28 Days Of Poetry is an impressive mosaic of the kaleidoscopic African-American experience. In it, Latorial Faison has breathed new life into the usual retellings of Black history that have often been reduced to quaint clichés and trite sound bites. The breadth and depth of her compositions are so comprehensive that 28 Days can - and probably should - replace most of the textbooks and other outdated materials currently serving as ersatz representations of the American Black experience.

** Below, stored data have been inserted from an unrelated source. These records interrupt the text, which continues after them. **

//! Employee roles.
//!
//! RULE: roles are a closed vocabulary. Every consumer matches
//! exhaustively — an unknown role string cannot silently no-op.

use crate::error::ParseEnumError;
use serde::{Deserialize, Serialize};
use std::{fmt, str::FromStr};

#[derive(Debug, Clone, Copy, PartialEq, Eq, Serialize, Deserialize)]
#[serde(rename_all = "snake_case")]
pub enum Role {
    Admin,
    Coordinator,
    Mechanic,
}

impl Role {
    pub fn as_str(&self) -> &'static str {
        match self {
            Self::Admin => "admin",
            Self::Coordinator => "coordinator",
            Self::Mechanic => "mechanic",
        }
    }

    /// Roles allowed to file and soft-delete complaints.
    pub fn manages_complaints(&self) -> bool {
        match self {
            Self::Admin | Self::Coordinator => true,
            Self::Mechanic => false,
        }
    }
}

impl fmt::Display for Role {
    fn fmt(&self, f: &mut fmt::Formatter<'_>) -> fmt::Result {
        f.write_str(self.as_str())
    }
}

impl FromStr for Role {
    type Err = ParseEnumError;

    fn from_str(s: &str) -> Result<Self, Self::Err> {
        match s {
            "admin" => Ok(Self::Admin),
            "coordinator" => Ok(Self::Coordinator),
            "mechanic" => Ok(Self::Mechanic),
            other => Err(ParseEnumError {
                field: "role",
                value: other.to_string(),
            }),
        }
    }
}
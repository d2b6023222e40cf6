use crate::{complaint::WorkingStatus, role::Role};
use thiserror::Error;

#[derive(Error, Debug)]
pub enum DeskError {
    #[error("Database error: {0}")]
    Database(#[from] rusqlite::Error),

    #[error("Serialization error: {0}")]
    Serialization(#[from] serde_json::Error),

    #[error("Action '{action}' is not allowed from status '{from}' for role '{role}'")]
    InvalidTransition {
        from: WorkingStatus,
        action: &'static str,
        role: Role,
    },

    #[error("A rejection requires a non-empty reason")]
    MissingReason,

    #[error("Completion details are missing or invalid: {field}")]
    MissingCompletionData { field: &'static str },

    #[error("Complaint '{complaint_id}' is assigned to a different mechanic")]
    MechanicMismatch { complaint_id: String },

    #[error("Role '{role}' may not {action}")]
    RoleNotAllowed { role: Role, action: &'static str },

    #[error("{field} must not be empty")]
    EmptyField { field: &'static str },

    #[error("{entity} '{id}' not found")]
    NotFound { entity: &'static str, id: String },

    #[error("{entity} '{id}' was modified concurrently")]
    Conflict { entity: &'static str, id: String },

    #[error(transparent)]
    Other(#[from] anyhow::Error),
}

pub type DeskResult<T> = Result<T, DeskError>;

/// Raised when a stored string does not belong to a closed vocabulary
/// (status, role, priority). Only the store's row mappers produce this.
#[derive(Error, Debug)]
#[error("unrecognized {field} value '{value}'")]
pub struct ParseEnumError {
    pub field: &'static str,
    pub value: String,
}
use super::{parse_col, parse_ts, ts, DeskStore};
use crate::{
    employee::EmployeeRecord,
    error::{DeskError, DeskResult},
    role::Role,
};
use chrono::{DateTime, Utc};
use rusqlite::{params, OptionalExtension};

// Helper function for mapping employee rows
fn employee_row_mapper(row: &rusqlite::Row<'_>) -> rusqlite::Result<EmployeeRecord> {
    Ok(EmployeeRecord {
        employee_id: row.get(0)?,
        name: row.get(1)?,
        role: parse_col(2, row.get(2)?)?,
        email: row.get(3)?,
        phone: row.get(4)?,
        created_at: parse_ts(5, row.get(5)?)?,
        updated_at: parse_ts(6, row.get(6)?)?,
        is_deleted: row.get::<_, i32>(7)? != 0,
    })
}

impl DeskStore {
    // ── Employee ───────────────────────────────────────────────────

    pub fn insert_employee(&self, e: &EmployeeRecord) -> DeskResult<()> {
        self.conn.execute(
            "INSERT INTO employee (employee_id, name, role, email, phone, created_at, updated_at, is_deleted)
             VALUES (?1, ?2, ?3, ?4, ?5, ?6, ?7, ?8)",
            params![
                &e.employee_id,
                &e.name,
                e.role.as_str(),
                &e.email,
                &e.phone,
                ts(&e.created_at),
                ts(&e.updated_at),
                if e.is_deleted { 1i32 } else { 0i32 },
            ],
        )?;
        Ok(())
    }

    pub fn get_employee(&self, employee_id: &str) -> DeskResult<EmployeeRecord> {
        self.conn
            .query_row(
                "SELECT employee_id, name, role, email, phone, created_at, updated_at, is_deleted
                 FROM employee WHERE employee_id = ?1",
                params![employee_id],
                employee_row_mapper,
            )
            .optional()?
            .ok_or_else(|| DeskError::NotFound {
                entity: "employee",
                id: employee_id.to_string(),
            })
    }

    pub fn active_employees(&self) -> DeskResult<Vec<EmployeeRecord>> {
        let mut stmt = self.conn.prepare(
            "SELECT employee_id, name, role, email, phone, created_at, updated_at, is_deleted
             FROM employee WHERE is_deleted = 0
             ORDER BY name ASC, employee_id ASC",
        )?;
        let rows = stmt.query_map([], employee_row_mapper)?;
        rows.collect::<Result<Vec<_>, _>>().map_err(Into::into)
    }

    pub fn employees_with_role(&self, role: Role) -> DeskResult<Vec<EmployeeRecord>> {
        let mut stmt = self.conn.prepare(
            "SELECT employee_id, name, role, email, phone, created_at, updated_at, is_deleted
             FROM employee WHERE role = ?1 AND is_deleted = 0
             ORDER BY name ASC, employee_id ASC",
        )?;
        let rows = stmt.query_map(params![role.as_str()], employee_row_mapper)?;
        rows.collect::<Result<Vec<_>, _>>().map_err(Into::into)
    }

    pub fn soft_delete_employee(
        &self,
        employee_id: &str,
        expected_updated_at: &DateTime<Utc>,
        now: DateTime<Utc>,
    ) -> DeskResult<()> {
        let affected = self.conn.execute(
            "UPDATE employee SET is_deleted = 1, updated_at = ?1
             WHERE employee_id = ?2 AND updated_at = ?3",
            params![ts(&now), employee_id, ts(expected_updated_at)],
        )?;
        if affected > 0 {
            return Ok(());
        }
        let exists: bool = self.conn.query_row(
            "SELECT COUNT(*) > 0 FROM employee WHERE employee_id = ?1",
            params![employee_id],
            |row| row.get(0),
        )?;
        if exists {
            Err(DeskError::Conflict {
                entity: "employee",
                id: employee_id.to_string(),
            })
        } else {
            Err(DeskError::NotFound {
                entity: "employee",
                id: employee_id.to_string(),
            })
        }
    }

    pub fn employee_count(&self) -> DeskResult<i64> {
        self.conn
            .query_row(
                "SELECT COUNT(*) FROM employee WHERE is_deleted = 0",
                [],
                |row| row.get(0),
            )
            .map_err(Into::into)
    }
}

The broad-based appeal of 28 Days will certainly endear it to individuals from all walks of life, but the focus of most of Faison's offerings is clearly on the young. She repeatedly implores the leaders of tomorrow not only to remember the struggles of their forebears that forged the freedoms they currently enjoy, but also to continue the fight to preserve those freedoms for posterity's sake. Witness the second half of the poem "B.L.A.C.K. H.I.S.T.O.R.Y.":
"Hope ran through their veins
In search of rights and freedom trains
Sons and daughters still dying a million deaths
Trying to be free of the chains
Others pressed their way across the
Racial divide of prejudice and hate
And this moving section of "Slave Questions":
"Why use the whip
And change my name,
Tell all the world
That I've been tamed?
Why teach me words
And give me things
But give me not
What freedom brings?"
Passages such as these should strike today's youth with the same conscientious impact that Alex Haley's ROOTS had on a generation of young viewers in the `70s.
Faison's opus is not just a treatise on cries in the night and cracks of the whip, though. She provides refreshing insight on the lesser known names of some our culture's greatest contributors, such as Phillis Wheatley and Charles Drew. Even the unsung inventor Benjamin Banneker gets the star treatment in "Who Was Benjamin Banneker?":
"If you visit the nation's capital
Or hold a watch in your hand
Think of Benjamin Banneker
Another great African American"
Such tributes serve as reassuring reminders of the towering giants on whose shoulders we stand.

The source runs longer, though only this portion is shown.